[Opening Data for this exercise section]
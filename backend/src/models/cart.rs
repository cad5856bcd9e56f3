use chrono::{DateTime, Utc};
use serde::{Deserialize, Serialize};
use utoipa::ToSchema;
use validator::Validate;

use super::book::{Book, BookView};
use crate::errors::HandlerError;

#[derive(Debug, Serialize, Deserialize, Clone, PartialEq, Eq, ToSchema, Validate)]
#[serde(rename_all = "camelCase")]
pub struct AddToCartRequest {
    #[validate(length(min = 1, message = "Book ID is required"))]
    pub book_id: String,
    #[validate(range(min = 1, max = 100, message = "Quantity must be between 1 and 100"))]
    pub quantity: Option<u32>,
}

#[derive(Debug, Serialize, Deserialize, Clone, Copy, PartialEq, Eq, ToSchema, Validate)]
#[serde(rename_all = "camelCase")]
pub struct UpdateCartRequest {
    #[validate(range(min = 1, max = 100, message = "Quantity must be between 1 and 100"))]
    pub quantity: u32,
}

#[derive(Debug, Serialize, Deserialize, Clone, PartialEq, Eq, ToSchema, Validate)]
#[serde(rename_all = "camelCase")]
pub struct WishlistRequest {
    #[validate(length(min = 1, message = "Book ID is required"))]
    pub book_id: String,
}

/// Cart line with the referenced book resolved.
#[derive(Debug, Serialize, Deserialize, Clone, PartialEq, ToSchema)]
#[serde(rename_all = "camelCase")]
pub struct CartItem {
    pub book: BookView,
    pub quantity: u32,
    pub added_at: DateTime<Utc>,
}

#[derive(Debug, Serialize, Deserialize, Clone, PartialEq, ToSchema)]
#[serde(rename_all = "camelCase")]
pub struct CartSummary {
    pub cart: Vec<CartItem>,
    pub total_items: u64,
    pub total_amount: u64,
}

impl CartSummary {
    pub fn new(lines: Vec<(Book, u32, DateTime<Utc>)>) -> Result<Self, HandlerError> {
        let total_items = lines.iter().map(|(_, q, _)| u64::from(*q)).sum();
        let total_amount = lines
            .iter()
            .try_fold(0u64, |acc, (b, q, _)| {
                b.selling_price
                    .checked_mul(u64::from(*q))
                    .and_then(|line| acc.checked_add(line))
            })
            .ok_or_else(|| HandlerError::bad_request("Cart total is too large"))?;
        let cart = lines
            .into_iter()
            .map(|(book, quantity, added_at)| CartItem {
                book: book.view(),
                quantity,
                added_at,
            })
            .collect();
        Ok(Self {
            cart,
            total_items,
            total_amount,
        })
    }
}

#[derive(Debug, Serialize, Deserialize, Clone, PartialEq, ToSchema)]
#[serde(rename_all = "camelCase")]
pub struct WishlistResponse {
    pub wishlist: Vec<BookView>,
}
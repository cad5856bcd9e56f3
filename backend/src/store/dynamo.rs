use std::collections::HashMap;

use aws_config::SdkConfig;
use aws_sdk_dynamodb::{
    types::{AttributeValue, Delete, Put, TransactWriteItem},
    Client,
};
use serde_dynamo::{from_item, from_items, to_item};

use super::{Document, StoreError, StoreResult, Transaction, WriteKind};

/// DynamoDB backed store. Every table uses a string hash key named `id`.
#[derive(Clone)]
pub struct DynamoStore {
    client: Client,
}

impl DynamoStore {
    pub fn new(config: &SdkConfig) -> Self {
        Self {
            client: Client::new(config),
        }
    }

    pub async fn get<T: Document>(&self, id: &str) -> StoreResult<Option<T>> {
        let resp = self
            .client
            .get_item()
            .table_name(T::TABLE)
            .key("id", AttributeValue::S(id.to_string()))
            .consistent_read(true)
            .send()
            .await?;

        Ok(resp.item.map(from_item).transpose()?)
    }

    pub async fn list<T: Document>(&self) -> StoreResult<Vec<T>> {
        let mut out = Vec::new();
        let mut start_key: Option<HashMap<String, AttributeValue>> = None;

        loop {
            let resp = self
                .client
                .scan()
                .table_name(T::TABLE)
                .set_exclusive_start_key(start_key)
                .send()
                .await?;

            let docs: Vec<T> = from_items(resp.items().to_vec())?;
            out.extend(docs);

            match resp.last_evaluated_key {
                Some(key) if !key.is_empty() => start_key = Some(key),
                _ => break,
            }
        }

        Ok(out)
    }

    pub async fn commit(&self, tx: Transaction) -> StoreResult<()> {
        let mut items = Vec::new();

        for w in tx.into_writes() {
            let item = match w.kind {
                WriteKind::Insert(doc) => TransactWriteItem::builder()
                    .put(
                        Put::builder()
                            .table_name(w.table)
                            .set_item(Some(to_item(doc)?))
                            .condition_expression("attribute_not_exists(id)")
                            .build()?,
                    )
                    .build(),
                WriteKind::Update { expected, doc } => TransactWriteItem::builder()
                    .put(
                        Put::builder()
                            .table_name(w.table)
                            .set_item(Some(to_item(doc)?))
                            .condition_expression("version = :v")
                            .expression_attribute_values(
                                ":v",
                                AttributeValue::N(expected.to_string()),
                            )
                            .build()?,
                    )
                    .build(),
                WriteKind::Delete { expected } => TransactWriteItem::builder()
                    .delete(
                        Delete::builder()
                            .table_name(w.table)
                            .key("id", AttributeValue::S(w.id.clone()))
                            .condition_expression("version = :v")
                            .expression_attribute_values(
                                ":v",
                                AttributeValue::N(expected.to_string()),
                            )
                            .build()?,
                    )
                    .build(),
            };
            items.push(item);
        }

        self.client
            .transact_write_items()
            .set_transact_items(Some(items))
            .send()
            .await
            .map_err(|e| match e.as_service_error() {
                Some(se) if se.is_transaction_canceled_exception() => {
                    StoreError::Conflict(se.to_string())
                }
                _ => StoreError::from(e),
            })?;

        Ok(())
    }
}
[Closing Data for this exercise section]
[Problem to solve] An exact copy of the material above is needed.

[Response]
filename backend/src/models/cart.rs
repository cad5856bcd9e56f3
use chrono::{DateTime, Utc};
use serde::{Deserialize, Serialize};
use utoipa::ToSchema;
use validator::Validate;

use super::book::{Book, BookView};
use crate::errors::HandlerError;

#[derive(Debug, Serialize, Deserialize, Clone, PartialEq, Eq, ToSchema, Validate)]
#[serde(rename_all = "camelCase")]
pub struct AddToCartRequest {
    #[validate(length(min = 1, message = "Book ID is required"))]
    pub book_id: String,
    #[validate(range(min = 1, max = 100, message = "Quantity must be between 1 and 100"))]
    pub quantity: Option<u32>,
}

#[derive(Debug, Serialize, Deserialize, Clone, Copy, PartialEq, Eq, ToSchema, Validate)]
#[serde(rename_all = "camelCase")]
pub struct UpdateCartRequest {
    #[validate(range(min = 1, max = 100, message = "Quantity must be between 1 and 100"))]
    pub quantity: u32,
}

#[derive(Debug, Serialize, Deserialize, Clone, PartialEq, Eq, ToSchema, Validate)]
#[serde(rename_all = "camelCase")]
pub struct WishlistRequest {
    #[validate(length(min = 1, message = "Book ID is required"))]
    pub book_id: String,
}

/// Cart line with the referenced book resolved.
#[derive(Debug, Serialize, Deserialize, Clone, PartialEq, ToSchema)]
#[serde(rename_all = "camelCase")]
pub struct CartItem {
    pub book: BookView,
    pub quantity: u32,
    pub added_at: DateTime<Utc>,
}

#[derive(Debug, Serialize, Deserialize, Clone, PartialEq, ToSchema)]
#[serde(rename_all = "camelCase")]
pub struct CartSummary {
    pub cart: Vec<CartItem>,
    pub total_items: u64,
    pub total_amount: u64,
}

impl CartSummary {
    pub fn new(lines: Vec<(Book, u32, DateTime<Utc>)>) -> Result<Self, HandlerError> {
        let total_items = lines.iter().map(|(_, q, _)| u64::from(*q)).sum();
        let total_amount = lines
            .iter()
            .try_fold(0u64, |acc, (b, q, _)| {
                b.selling_price
                    .checked_mul(u64::from(*q))
                    .and_then(|line| acc.checked_add(line))
            })
            .ok_or_else(|| HandlerError::bad_request("Cart total is too large"))?;
        let cart = lines
            .into_iter()
            .map(|(book, quantity, added_at)| CartItem {
                book: book.view(),
                quantity,
                added_at,
            })
            .collect();
        Ok(Self {
            cart,
            total_items,
            total_amount,
        })
    }
}

#[derive(Debug, Serialize, Deserialize, Clone, PartialEq, ToSchema)]
#[serde(rename_all = "camelCase")]
pub struct WishlistResponse {
    pub wishlist: Vec<BookView>,
}
repository cad5856bcd9e56f3
filename backend/src/store/dynamo.rs
use std::collections::HashMap;

use aws_config::SdkConfig;
use aws_sdk_dynamodb::{
    types::{AttributeValue, Delete, Put, TransactWriteItem},
    Client,
};
use serde_dynamo::{from_item, from_items, to_item};

use super::{Document, StoreError, StoreResult, Transaction, WriteKind};

/// DynamoDB backed store. Every table uses a string hash key named `id`.
#[derive(Clone)]
pub struct DynamoStore {
    client: Client,
}

impl DynamoStore {
    pub fn new(config: &SdkConfig) -> Self {
        Self {
            client: Client::new(config),
        }
    }

    pub async fn get<T: Document>(&self, id: &str) -> StoreResult<Option<T>> {
        let resp = self
            .client
            .get_item()
            .table_name(T::TABLE)
            .key("id", AttributeValue::S(id.to_string()))
            .consistent_read(true)
            .send()
            .await?;

        Ok(resp.item.map(from_item).transpose()?)
    }

    pub async fn list<T: Document>(&self) -> StoreResult<Vec<T>> {
        let mut out = Vec::new();
        let mut start_key: Option<HashMap<String, AttributeValue>> = None;

        loop {
            let resp = self
                .client
                .scan()
                .table_name(T::TABLE)
                .set_exclusive_start_key(start_key)
                .send()
                .await?;

            let docs: Vec<T> = from_items(resp.items().to_vec())?;
            out.extend(docs);

            match resp.last_evaluated_key {
                Some(key) if !key.is_empty() => start_key = Some(key),
                _ => break,
            }
        }

        Ok(out)
    }

    pub async fn commit(&self, tx: Transaction) -> StoreResult<()> {
        let mut items = Vec::new();

        for w in tx.into_writes() {
            let item = match w.kind {
                WriteKind::Insert(doc) => TransactWriteItem::builder()
                    .put(
                        Put::builder()
                            .table_name(w.table)
                            .set_item(Some(to_item(doc)?))
                            .condition_expression("attribute_not_exists(id)")
                            .build()?,
                    )
                    .build(),
                WriteKind::Update { expected, doc } => TransactWriteItem::builder()
                    .put(
                        Put::builder()
                            .table_name(w.table)
                            .set_item(Some(to_item(doc)?))
                            .condition_expression("version = :v")
                            .expression_attribute_values(
                                ":v",
                                AttributeValue::N(expected.to_string()),
                            )
                            .build()?,
                    )
                    .build(),
                WriteKind::Delete { expected } => TransactWriteItem::builder()
                    .delete(
                        Delete::builder()
                            .table_name(w.table)
                            .key("id", AttributeValue::S(w.id.clone()))
                            .condition_expression("version = :v")
                            .expression_attribute_values(
                                ":v",
                                AttributeValue::N(expected.to_string()),
                            )
                            .build()?,
                    )
                    .build(),
            };
            items.push(item);
        }

        self.client
            .transact_write_items()
            .set_transact_items(Some(items))
            .send()
            .await
            .map_err(|e| match e.as_service_error() {
                Some(se) if se.is_transaction_canceled_exception() => {
                    StoreError::Conflict(se.to_string())
                }
                _ => StoreError::from(e),
            })?;

        Ok(())
    }
}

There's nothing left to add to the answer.